The IS was in intron 9 of the TET2 gene, with premature termination and abnormal splicing resulting in loss of demethylase activity. TET2 insufficiency is a common driver of CH, as well as being associated with lymphomas and leukemias.44 Notably, the CAR-T clone had an acquired loss-of-function mutation in the other TET2 allele, resulting in complete loss of TET2 function. This somatic TET2 mutation was present in T cells from before infusion. The CAR-T clone had a central memory phenotype, in contrast to the more typical effector memory phenotype seen in other patients receiving CAR-Ts. The clone remained nonmalignant and retained homeostatic and antigen-dependent controls, evidenced by contraction coincident with recovery of non-CAR+ T cells and sustained depletion of CD19+ target cells.

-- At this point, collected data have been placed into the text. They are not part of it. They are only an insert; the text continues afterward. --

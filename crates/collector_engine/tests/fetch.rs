use std::time::Duration;

use collector_engine::{Address, FailureKind, FetchSettings, Fetcher, ReqwestFetcher};
use pretty_assertions::assert_eq;
use wiremock::matchers::{header, method, path};
use wiremock::{Mock, MockServer, ResponseTemplate};

#[tokio::test]
async fn fetcher_returns_html_content_with_depth() {
    let server = MockServer::start().await;
    Mock::given(method("GET"))
        .and(path("/docs/index.html"))
        .respond_with(
            ResponseTemplate::new(200).set_body_raw("<html>ok</html>", "text/html; charset=utf-8"),
        )
        .mount(&server)
        .await;

    let fetcher = ReqwestFetcher::new(FetchSettings::default());
    let address = Address::new(format!("{}/docs/index.html", server.uri()), 3);

    let content = fetcher.fetch(&address).await.expect("fetch ok");
    assert_eq!(content.kind, "html");
    assert_eq!(content.name, "index.html");
    assert_eq!(content.payload, b"<html>ok</html>");
    assert_eq!(content.depth, 3);
}

#[tokio::test]
async fn fetcher_maps_image_types() {
    let server = MockServer::start().await;
    Mock::given(method("GET"))
        .and(path("/logo.png"))
        .respond_with(ResponseTemplate::new(200).set_body_raw(vec![0x89, b'P', b'N', b'G'], "image/png"))
        .mount(&server)
        .await;

    let fetcher = ReqwestFetcher::new(FetchSettings::default());
    let address = Address::seed(format!("{}/logo.png", server.uri()));

    let content = fetcher.fetch(&address).await.expect("fetch ok");
    assert_eq!(content.kind, "png");
    assert_eq!(content.name, "logo.png");
    assert_eq!(content.payload, vec![0x89, b'P', b'N', b'G']);
}

#[tokio::test]
async fn fetcher_sends_referer_and_user_agent() {
    let server = MockServer::start().await;
    let url = format!("{}/page", server.uri());
    Mock::given(method("GET"))
        .and(path("/page"))
        .and(header("referer", url.as_str()))
        .and(header("user-agent", "collector-test/1.0"))
        .respond_with(ResponseTemplate::new(200).set_body_raw("<p>hi</p>", "text/html"))
        .expect(1)
        .mount(&server)
        .await;

    let fetcher = ReqwestFetcher::new(FetchSettings {
        user_agent: "collector-test/1.0".into(),
        ..FetchSettings::default()
    });
    let content = fetcher.fetch(&Address::seed(url)).await.expect("fetch ok");
    assert_eq!(content.name, "page");
}

#[tokio::test]
async fn fetcher_rejects_unknown_content_type() {
    let server = MockServer::start().await;
    Mock::given(method("GET"))
        .and(path("/data.json"))
        .respond_with(ResponseTemplate::new(200).set_body_raw("{}", "application/json"))
        .mount(&server)
        .await;

    let fetcher = ReqwestFetcher::new(FetchSettings::default());
    let address = Address::seed(format!("{}/data.json", server.uri()));

    let err = fetcher.fetch(&address).await.unwrap_err();
    assert_eq!(
        err.kind,
        FailureKind::UnsupportedContentType {
            content_type: "application/json".into()
        }
    );
}

#[tokio::test]
async fn fetcher_fails_on_http_status() {
    let server = MockServer::start().await;
    Mock::given(method("GET"))
        .and(path("/missing"))
        .respond_with(ResponseTemplate::new(404))
        .mount(&server)
        .await;

    let fetcher = ReqwestFetcher::new(FetchSettings::default());
    let address = Address::seed(format!("{}/missing", server.uri()));

    let err = fetcher.fetch(&address).await.unwrap_err();
    assert_eq!(err.kind, FailureKind::HttpStatus(404));
}

#[tokio::test]
async fn fetcher_rejects_invalid_url() {
    let fetcher = ReqwestFetcher::new(FetchSettings::default());
    let err = fetcher.fetch(&Address::seed("not a url")).await.unwrap_err();
    assert_eq!(err.kind, FailureKind::InvalidUrl);
}

#[tokio::test]
async fn fetcher_times_out_on_slow_response() {
    let server = MockServer::start().await;
    Mock::given(method("GET"))
        .and(path("/slow"))
        .respond_with(
            ResponseTemplate::new(200)
                .set_delay(Duration::from_millis(250))
                .set_body_raw("slow", "text/html"),
        )
        .mount(&server)
        .await;

    let settings = FetchSettings {
        request_timeout: Duration::from_millis(50),
        ..FetchSettings::default()
    };
    let fetcher = ReqwestFetcher::new(settings);
    let address = Address::seed(format!("{}/slow", server.uri()));

    let err = fetcher.fetch(&address).await.unwrap_err();
    assert_eq!(err.kind, FailureKind::Timeout);
}

#[tokio::test]
async fn fetcher_rejects_too_large_response() {
    let server = MockServer::start().await;
    Mock::given(method("GET"))
        .and(path("/large"))
        .respond_with(
            ResponseTemplate::new(200)
                .insert_header("Content-Type", "text/html")
                .insert_header("Content-Length", "11")
                .set_body_string("01234567890"),
        )
        .mount(&server)
        .await;

    let settings = FetchSettings {
        max_bytes: 10,
        ..FetchSettings::default()
    };
    let fetcher = ReqwestFetcher::new(settings);
    let address = Address::seed(format!("{}/large", server.uri()));

    let err = fetcher.fetch(&address).await.unwrap_err();
    assert_eq!(
        err.kind,
        FailureKind::TooLarge {
            max_bytes: 10,
            actual: Some(11)
        }
    );
}

#[tokio::test]
async fn fetcher_gives_up_on_a_redirect_loop() {
    let server = MockServer::start().await;
    Mock::given(method("GET"))
        .and(path("/loop"))
        .respond_with(ResponseTemplate::new(302).insert_header("Location", "/loop"))
        .mount(&server)
        .await;

    let fetcher = ReqwestFetcher::new(FetchSettings {
        redirect_limit: 3,
        ..FetchSettings::default()
    });
    let address = Address::seed(format!("{}/loop", server.uri()));

    let err = fetcher.fetch(&address).await.unwrap_err();
    assert_eq!(err.kind, FailureKind::RedirectLimitExceeded);
}

#[tokio::test]
async fn fetcher_rejects_response_without_content_type() {
    let server = MockServer::start().await;
    Mock::given(method("GET"))
        .and(path("/blob"))
        .respond_with(ResponseTemplate::new(200).set_body_bytes(b"opaque".to_vec()))
        .mount(&server)
        .await;

    let fetcher = ReqwestFetcher::new(FetchSettings::default());
    let address = Address::seed(format!("{}/blob", server.uri()));

    let err = fetcher.fetch(&address).await.unwrap_err();
    assert_eq!(err.kind, FailureKind::MissingContentType);
}

#[tokio::test]
async fn fetcher_sends_requests_through_the_configured_proxy() {
    let proxy = MockServer::start().await;
    Mock::given(method("GET"))
        .and(path("/p"))
        .respond_with(ResponseTemplate::new(200).set_body_raw("<p>via proxy</p>", "text/html"))
        .expect(1)
        .mount(&proxy)
        .await;

    let fetcher = ReqwestFetcher::new(FetchSettings {
        proxies: vec![proxy.uri()],
        ..FetchSettings::default()
    });
    // The host does not resolve, so only the proxy can answer.
    let content = fetcher
        .fetch(&Address::seed("http://unreachable.invalid/p"))
        .await
        .expect("fetch through proxy");
    assert_eq!(content.kind, "html");
    assert_eq!(content.name, "p");
    assert_eq!(content.payload, b"<p>via proxy</p>");
}

#[tokio::test]
async fn fetcher_goes_direct_when_the_proxy_is_unusable() {
    let server = MockServer::start().await;
    Mock::given(method("GET"))
        .and(path("/direct"))
        .respond_with(ResponseTemplate::new(200).set_body_raw("<p>direct</p>", "text/html"))
        .expect(1)
        .mount(&server)
        .await;

    let fetcher = ReqwestFetcher::new(FetchSettings {
        proxies: vec!["http://[not-a-host".into()],
        ..FetchSettings::default()
    });
    let address = Address::seed(format!("{}/direct", server.uri()));

    let content = fetcher.fetch(&address).await.expect("direct fetch");
    assert_eq!(content.name, "direct");
}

A second patient demonstrated a similar pattern of nonmalignant clonal expansion.45 A 28-year-old woman received CD22 CAR-Ts for refractory pre–B-cell acute lymphoblastic leukemia. After primary in vivo expansion and disease response, the CAR-Ts contracted as expected but expanded markedly again a month later while the patient remained in complete remission. The cells were 90% clonal via TCR sequencing, contained provirus on VCN analysis, and had a proviral insertion in the second intron of the CBL gene. The other CBL allele was normal. The clone then contracted and became undetectable by day 180, when the patient relapsed with CD22− acute lymphoblastic leukemia. CBL is a tyrosine kinase and is known to be involved in TCR signaling. Complete loss in murine models reduces the threshold for T-cell activation and need for costimulation, but haploinsufficiency of CBL had no effect on T cells in prior studies.46 This report did not examine the impact of the insertion on CBL expression or splicing, and thus the mechanism of a link between the insertion and the clonal expansion is unclear.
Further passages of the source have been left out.